As often happens when dealing with $\mathbf{Z}_n$, the Chinese remainder theorem is your friend. If the prime factorization of $n$ is $$ n=\prod_i p_i^{a_i}, $$ then by CRT we have an isomorphism of rings $$ \mathbf{Z}_n\cong\bigoplus_i \mathbf{Z}_{p_i^{a_i}}. $$ Observe that the isomorphism maps the residue class of an integer $m$ (modulo $n$) to a vector with all the components equal to the residue class of $m$ (this time modulo various prime powers): $$ \overline{m}\mapsto(\overline{m},\overline{m},\ldots,\overline{m}). $$ So the residue class of $m$ is an idempotent if and only if it is an idempotent modulo all the prime powers $p_i^{a_i}$.

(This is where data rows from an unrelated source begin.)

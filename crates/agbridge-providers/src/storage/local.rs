use super::{SearchPattern, Storage, StorageEntry, not_found};
use crate::Result;
use chrono::{DateTime, Utc};
use std::fs;
use std::path::{Path, PathBuf};
use walkdir::WalkDir;

/// Storage on the local filesystem.
#[derive(Debug, Clone, Copy, Default)]
pub struct LocalStorage;

impl LocalStorage {
    pub fn new() -> Self {
        Self
    }
}

fn entry_for(path: &Path, metadata: &fs::Metadata) -> StorageEntry {
    let modified = metadata
        .modified()
        .map(DateTime::<Utc>::from)
        .unwrap_or_else(|_| DateTime::<Utc>::UNIX_EPOCH);
    StorageEntry {
        path: path.to_path_buf(),
        is_dir: metadata.is_dir(),
        size: metadata.len(),
        modified,
    }
}

impl Storage for LocalStorage {
    fn list_dir(&self, dir: &Path) -> Result<Vec<StorageEntry>> {
        let mut entries = Vec::new();
        for entry in fs::read_dir(dir)? {
            let entry = entry?;
            match entry.metadata() {
                Ok(metadata) => entries.push(entry_for(&entry.path(), &metadata)),
                Err(err) => {
                    tracing::warn!(path = %entry.path().display(), error = %err, "skipping unreadable entry");
                }
            }
        }
        entries.sort_by(|a, b| a.path.cmp(&b.path));
        Ok(entries)
    }

    fn walk_files(&self, root: &Path, max_depth: usize) -> Result<Vec<StorageEntry>> {
        if !root.exists() {
            return Err(not_found(root));
        }

        let mut entries = Vec::new();
        for entry in WalkDir::new(root)
            .min_depth(1)
            .max_depth(max_depth)
            .sort_by_file_name()
            .into_iter()
            .filter_map(|e| e.ok())
        {
            if !entry.file_type().is_file() {
                continue;
            }
            match entry.metadata() {
                Ok(metadata) => entries.push(entry_for(entry.path(), &metadata)),
                Err(err) => {
                    tracing::warn!(path = %entry.path().display(), error = %err, "skipping unreadable file");
                }
            }
        }
        Ok(entries)
    }

    fn read_to_string(&self, path: &Path) -> Result<String> {
        let bytes = fs::read(path)?;
        Ok(String::from_utf8_lossy(&bytes).into_owned())
    }

    fn read_first_line(&self, path: &Path) -> Result<Option<String>> {
        use std::io::{BufRead, BufReader};

        let file = fs::File::open(path)?;
        let mut reader = BufReader::new(file);
        let mut line = String::new();
        if reader.read_line(&mut line)? == 0 {
            return Ok(None);
        }
        Ok(Some(line.trim_end_matches(['\n', '\r']).to_string()))
    }

    fn remove(&self, path: &Path) -> Result<bool> {
        let metadata = match fs::symlink_metadata(path) {
            Ok(m) => m,
            Err(err) if err.kind() == std::io::ErrorKind::NotFound => return Ok(false),
            Err(err) => return Err(err.into()),
        };
        if metadata.is_dir() {
            fs::remove_dir_all(path)?;
        } else {
            fs::remove_file(path)?;
        }
        Ok(true)
    }

    fn grep(&self, root: &Path, pattern: &SearchPattern) -> Result<Vec<(PathBuf, usize)>> {
        if !root.exists() {
            return Err(not_found(root));
        }

        let mut hits = Vec::new();
        for entry in WalkDir::new(root)
            .sort_by_file_name()
            .into_iter()
            .filter_map(|e| e.ok())
            .filter(|e| e.file_type().is_file())
        {
            let text = match fs::read(entry.path()) {
                Ok(bytes) => String::from_utf8_lossy(&bytes).into_owned(),
                Err(err) => {
                    tracing::warn!(path = %entry.path().display(), error = %err, "skipping unreadable file during search");
                    continue;
                }
            };
            let count = text.lines().filter(|line| pattern.is_match(line)).count();
            if count > 0 {
                hits.push((entry.path().to_path_buf(), count));
            }
        }
        Ok(hits)
    }
}
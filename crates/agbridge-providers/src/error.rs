use std::fmt;

/// Result type for agbridge-providers operations
pub type Result<T> = std::result::Result<T, Error>;

/// Error types that can occur in the providers layer
#[derive(Debug)]
pub enum Error {
    /// IO operation failed (a missing path surfaces as `ErrorKind::NotFound`)
    Io(std::io::Error),

    /// JSON parsing failed
    Json(serde_json::Error),

    /// Walkdir error
    WalkDir(walkdir::Error),

    /// Search pattern did not compile
    Regex(regex::Error),

    /// Container exec round trip failed or returned an unexpected status
    Exec(String),

    /// Session parsing failed (missing required fields, invalid format, etc.)
    Parse(String),

    /// Provider not found or misconfigured
    Provider(String),
}

impl Error {
    /// Whether this error means "the thing is not there" rather than a failure.
    pub fn is_not_found(&self) -> bool {
        match self {
            Error::Io(err) => err.kind() == std::io::ErrorKind::NotFound,
            Error::WalkDir(err) => err
                .io_error()
                .is_some_and(|e| e.kind() == std::io::ErrorKind::NotFound),
            _ => false,
        }
    }
}

impl fmt::Display for Error {
    fn fmt(&self, f: &mut fmt::Formatter<'_>) -> fmt::Result {
        match self {
            Error::Io(err) => write!(f, "IO error: {}", err),
            Error::Json(err) => write!(f, "JSON error: {}", err),
            Error::WalkDir(err) => write!(f, "Directory traversal error: {}", err),
            Error::Regex(err) => write!(f, "Invalid search pattern: {}", err),
            Error::Exec(msg) => write!(f, "Container exec error: {}", msg),
            Error::Parse(msg) => write!(f, "Parse error: {}", msg),
            Error::Provider(msg) => write!(f, "Provider error: {}", msg),
        }
    }
}

impl std::error::Error for Error {
    fn source(&self) -> Option<&(dyn std::error::Error + 'static)> {
        match self {
            Error::Io(err) => Some(err),
            Error::Json(err) => Some(err),
            Error::WalkDir(err) => Some(err),
            Error::Regex(err) => Some(err),
            Error::Exec(_) | Error::Parse(_) | Error::Provider(_) => None,
        }
    }
}

impl From<std::io::Error> for Error {
    fn from(err: std::io::Error) -> Self {
        Error::Io(err)
    }
}

impl From<serde_json::Error> for Error {
    fn from(err: serde_json::Error) -> Self {
        Error::Json(err)
    }
}

impl From<walkdir::Error> for Error {
    fn from(err: walkdir::Error) -> Self {
        Error::WalkDir(err)
    }
}

impl From<regex::Error> for Error {
    fn from(err: regex::Error) -> Self {
        Error::Regex(err)
    }
}
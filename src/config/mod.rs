mod server;

pub use server::ServerConfig;
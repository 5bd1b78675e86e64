use chrono::Utc;

use super::{TokenGenerator, parse_token};
use crate::store::Store;
use crate::types::{Token, User};

#[derive(Debug)]
pub enum TokenValidationError {
    InvalidScheme,
    InvalidToken,
    TokenExpired,
    InternalError,
}

pub struct ValidatedToken {
    pub token: Token,
    pub user: User,
}

/// Validates a raw token string against the store.
/// Returns the validated token and the user it belongs to.
pub fn validate_token(
    store: &dyn Store,
    raw_token: &str,
) -> Result<ValidatedToken, TokenValidationError> {
    let (lookup, _secret) = parse_token(raw_token).map_err(|_| TokenValidationError::InvalidToken)?;

    let token = store
        .get_token_by_lookup(&lookup)
        .map_err(|_| TokenValidationError::InternalError)?
        .ok_or(TokenValidationError::InvalidToken)?;

    let generator = TokenGenerator::new();
    if !generator
        .verify(raw_token, &token.token_hash)
        .map_err(|_| TokenValidationError::InternalError)?
    {
        return Err(TokenValidationError::InvalidToken);
    }

    if let Some(expires_at) = &token.expires_at {
        if expires_at < &Utc::now() {
            return Err(TokenValidationError::TokenExpired);
        }
    }

    let user = store
        .get_user(token.user_id)
        .map_err(|_| TokenValidationError::InternalError)?
        .ok_or(TokenValidationError::InvalidToken)?;

    if let Err(e) = store.update_token_last_used(&token.id) {
        tracing::warn!("Failed to update token last_used_at: {e}");
    }

    Ok(ValidatedToken { token, user })
}

/// Extracts a bearer token from the Authorization header.
/// Returns None if no auth header is present.
/// Returns Err if the auth scheme is unsupported.
pub fn extract_token_from_header(
    auth_header: Option<&str>,
) -> Result<Option<String>, TokenValidationError> {
    match auth_header {
        Some(header) => header
            .strip_prefix("Bearer ")
            .map(|t| Some(t.trim().to_string()))
            .ok_or(TokenValidationError::InvalidScheme),
        None => Ok(None),
    }
}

Let us look at the case of a prime power modulus $p^t$. The congruence $x^2\equiv x\pmod{p^t}$ holds, iff $p^t$ divides $x^2-x=x(x-1)$. Here only one of the factors of, $x$ or $(x-1)$, can be divisible by $p$, so for the product to be divisible by $p^t$ the said factor then has to be divisible by $p^t$. Thus we can conclude that $x\equiv 0,1 \pmod{p^t}$ are the only idempotents modulo $p^t$. Therefore we require that $$ m\equiv 0,1\pmod{p_i^{a_i}} $$ for all $i$. By CRT these congruences are independent for different $i$, so the number of pairwise non-congruent idempotents is equal to $2^\ell$, where $\ell$ is the number of distinct prime factors $p_i$ of $n$.

Answer 2

A start: You can figure it out! Let us start with a product $mn$ of relatively prime integers, neither equal to $1$. By the Chinese Remainder Theorem, there is an $x$ such that $x\equiv 0\pmod{m}$ and $x\equiv 1 \pmod{n}$. Then $x^2\equiv x \pmod{mn}$.

Generalize to a product of $k$ relatively prime integers. If you use the prime power factorization, you can get a complete list.

Answer 3

By the Chinese remainder theorem $\mathbf Z/n\mathbf Z$ is a product of more than one (unital) ring if and only if $n$ has more than one prime factor, and in this case $\mathbf Z/n\mathbf Z$ certainly has nontrivial idempotents. If on the other hand $n=p^k$ is a prime power, then all elements are either invertible (if not divisible by $p$) or nilpotent (if divisible by $p$) and this excludes the possibility of nontrivial idempotents. The case $n=1$ is a special case of a prime power (but the unique element now is both invertible and nilpotent; there are still no nontrivial idempotents of course).

Answer 4

Hint $ $ Globally, idempotents in $\:\Bbb Z_{ n}\:$ correspond to factorizations of $\:n\:$ into two coprime factors, i.e. if $\:e^2 = e\in\Bbb Z_n\:$ then $\:n\:|\:e(e\!-\!1)\:$ thus $\:n = jk,\ j\:|\:e,\ k\:|\:e\!-\!1,\:$ so $\:(j,k)= 1\:$ by $\:(e,e\!-\!1) = 1.\:$ Conversely if $\:n = jk\:$ for $\:(j,k)= 1,\:$ then by CRT, $\:\Bbb Z_n\cong \Bbb Z_j\times \Bbb Z_k\:$ which has nontrivial idempotents $\:(0,1),\,(1,0).\:$ It is rather easy to further explicitly describe this correspondence. Some integer factorization algorithms search for such nontrivial idempotents.

This correspondence between idempotents and factorizations holds more generally at the structural level - see the Peirce Decomposition. and this answer.